Work request: From the top of the records below, return each line exactly, ending with the line that contains "pub enum Relation".
──────── Data records ────────
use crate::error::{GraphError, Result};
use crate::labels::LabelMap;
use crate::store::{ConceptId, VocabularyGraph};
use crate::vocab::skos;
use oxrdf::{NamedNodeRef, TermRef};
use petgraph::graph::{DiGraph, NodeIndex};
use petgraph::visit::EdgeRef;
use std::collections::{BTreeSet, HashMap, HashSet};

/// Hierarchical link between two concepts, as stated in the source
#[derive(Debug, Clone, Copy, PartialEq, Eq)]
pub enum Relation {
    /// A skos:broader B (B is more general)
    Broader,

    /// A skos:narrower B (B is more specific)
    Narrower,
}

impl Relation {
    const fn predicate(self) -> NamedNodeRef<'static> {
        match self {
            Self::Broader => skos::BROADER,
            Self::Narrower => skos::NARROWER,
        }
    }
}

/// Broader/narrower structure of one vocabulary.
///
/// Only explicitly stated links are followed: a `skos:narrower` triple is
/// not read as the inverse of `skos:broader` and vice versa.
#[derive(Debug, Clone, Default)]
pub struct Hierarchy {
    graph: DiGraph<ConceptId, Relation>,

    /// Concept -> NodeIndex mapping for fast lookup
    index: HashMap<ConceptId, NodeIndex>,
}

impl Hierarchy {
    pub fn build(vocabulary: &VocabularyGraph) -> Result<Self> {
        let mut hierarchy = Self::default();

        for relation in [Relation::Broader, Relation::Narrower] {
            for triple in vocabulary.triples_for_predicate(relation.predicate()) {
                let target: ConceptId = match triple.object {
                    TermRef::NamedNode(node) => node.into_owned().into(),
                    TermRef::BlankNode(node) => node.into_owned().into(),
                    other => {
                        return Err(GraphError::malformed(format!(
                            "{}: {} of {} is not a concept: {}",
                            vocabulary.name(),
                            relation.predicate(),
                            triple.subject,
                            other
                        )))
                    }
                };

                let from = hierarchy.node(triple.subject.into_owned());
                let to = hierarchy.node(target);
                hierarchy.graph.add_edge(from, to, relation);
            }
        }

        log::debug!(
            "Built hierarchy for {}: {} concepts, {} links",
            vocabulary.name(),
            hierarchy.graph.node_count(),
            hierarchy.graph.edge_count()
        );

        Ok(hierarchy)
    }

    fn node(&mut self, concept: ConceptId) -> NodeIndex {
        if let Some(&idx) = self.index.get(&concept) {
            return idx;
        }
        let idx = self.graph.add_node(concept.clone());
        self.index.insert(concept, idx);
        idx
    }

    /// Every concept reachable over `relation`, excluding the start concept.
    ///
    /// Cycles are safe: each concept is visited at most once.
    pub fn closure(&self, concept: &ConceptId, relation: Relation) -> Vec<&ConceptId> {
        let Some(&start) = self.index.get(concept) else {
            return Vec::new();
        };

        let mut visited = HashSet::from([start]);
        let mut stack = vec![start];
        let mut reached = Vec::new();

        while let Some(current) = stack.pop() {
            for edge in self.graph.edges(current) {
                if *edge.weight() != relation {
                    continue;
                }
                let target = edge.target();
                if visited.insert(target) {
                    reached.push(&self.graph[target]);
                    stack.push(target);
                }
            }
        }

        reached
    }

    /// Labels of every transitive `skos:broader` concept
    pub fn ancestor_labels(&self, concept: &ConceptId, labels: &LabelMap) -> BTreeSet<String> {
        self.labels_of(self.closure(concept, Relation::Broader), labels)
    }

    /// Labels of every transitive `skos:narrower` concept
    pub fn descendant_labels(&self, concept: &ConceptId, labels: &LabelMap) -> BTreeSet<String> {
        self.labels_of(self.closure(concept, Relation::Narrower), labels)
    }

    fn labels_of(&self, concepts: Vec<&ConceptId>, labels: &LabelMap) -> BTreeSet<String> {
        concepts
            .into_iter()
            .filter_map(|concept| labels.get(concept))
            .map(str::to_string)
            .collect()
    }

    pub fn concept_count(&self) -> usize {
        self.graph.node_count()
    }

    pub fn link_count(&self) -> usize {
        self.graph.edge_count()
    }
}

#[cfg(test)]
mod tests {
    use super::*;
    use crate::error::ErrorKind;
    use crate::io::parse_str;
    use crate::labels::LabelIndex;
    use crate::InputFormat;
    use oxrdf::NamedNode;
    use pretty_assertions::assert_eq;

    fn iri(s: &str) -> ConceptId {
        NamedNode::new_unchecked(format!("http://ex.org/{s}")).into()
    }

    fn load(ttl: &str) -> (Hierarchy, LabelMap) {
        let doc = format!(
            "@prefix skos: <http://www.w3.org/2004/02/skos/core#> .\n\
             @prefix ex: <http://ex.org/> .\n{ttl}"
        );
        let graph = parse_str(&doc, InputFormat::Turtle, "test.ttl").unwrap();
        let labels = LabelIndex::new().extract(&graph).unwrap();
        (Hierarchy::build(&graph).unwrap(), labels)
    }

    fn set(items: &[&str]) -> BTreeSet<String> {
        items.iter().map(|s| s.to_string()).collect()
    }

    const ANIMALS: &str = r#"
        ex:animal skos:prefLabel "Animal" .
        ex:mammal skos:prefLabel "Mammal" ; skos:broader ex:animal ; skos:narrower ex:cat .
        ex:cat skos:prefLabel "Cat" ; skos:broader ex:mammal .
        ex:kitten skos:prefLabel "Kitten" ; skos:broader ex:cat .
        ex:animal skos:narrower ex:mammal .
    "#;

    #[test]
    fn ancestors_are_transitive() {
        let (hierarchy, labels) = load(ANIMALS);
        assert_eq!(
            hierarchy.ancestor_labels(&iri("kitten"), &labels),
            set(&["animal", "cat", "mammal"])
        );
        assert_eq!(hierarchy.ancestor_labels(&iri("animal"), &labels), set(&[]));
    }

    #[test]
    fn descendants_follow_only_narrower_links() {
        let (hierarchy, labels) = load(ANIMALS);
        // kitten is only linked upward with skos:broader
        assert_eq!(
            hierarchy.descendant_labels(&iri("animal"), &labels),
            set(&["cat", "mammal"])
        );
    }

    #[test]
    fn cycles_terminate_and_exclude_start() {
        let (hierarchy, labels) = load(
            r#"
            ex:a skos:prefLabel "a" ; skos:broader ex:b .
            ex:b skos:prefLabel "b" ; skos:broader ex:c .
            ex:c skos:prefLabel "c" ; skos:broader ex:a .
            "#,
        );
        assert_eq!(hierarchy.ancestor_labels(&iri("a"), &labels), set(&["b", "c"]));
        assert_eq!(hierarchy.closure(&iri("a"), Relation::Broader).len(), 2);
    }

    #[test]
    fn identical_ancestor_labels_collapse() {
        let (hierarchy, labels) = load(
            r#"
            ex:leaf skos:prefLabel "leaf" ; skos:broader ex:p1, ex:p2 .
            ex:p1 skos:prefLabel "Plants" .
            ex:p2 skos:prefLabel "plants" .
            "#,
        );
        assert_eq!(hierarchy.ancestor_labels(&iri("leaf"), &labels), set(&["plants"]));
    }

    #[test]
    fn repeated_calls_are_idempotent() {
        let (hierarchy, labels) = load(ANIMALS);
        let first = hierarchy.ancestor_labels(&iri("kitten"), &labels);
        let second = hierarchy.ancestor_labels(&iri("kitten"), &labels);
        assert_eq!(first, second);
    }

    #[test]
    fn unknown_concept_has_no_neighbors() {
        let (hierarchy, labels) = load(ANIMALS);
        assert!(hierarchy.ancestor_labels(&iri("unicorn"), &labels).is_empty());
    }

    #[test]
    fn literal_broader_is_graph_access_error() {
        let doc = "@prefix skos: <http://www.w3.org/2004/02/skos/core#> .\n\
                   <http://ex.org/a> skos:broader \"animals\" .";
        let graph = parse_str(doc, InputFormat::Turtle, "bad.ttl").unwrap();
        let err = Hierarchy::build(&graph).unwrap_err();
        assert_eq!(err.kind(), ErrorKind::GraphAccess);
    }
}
────────
Exercise output:
use crate::error::{GraphError, Result};
use crate::labels::LabelMap;
use crate::store::{ConceptId, VocabularyGraph};
use crate::vocab::skos;
use oxrdf::{NamedNodeRef, TermRef};
use petgraph::graph::{DiGraph, NodeIndex};
use petgraph::visit::EdgeRef;
use std::collections::{BTreeSet, HashMap, HashSet};

/// Hierarchical link between two concepts, as stated in the source
#[derive(Debug, Clone, Copy, PartialEq, Eq)]
pub enum Relation {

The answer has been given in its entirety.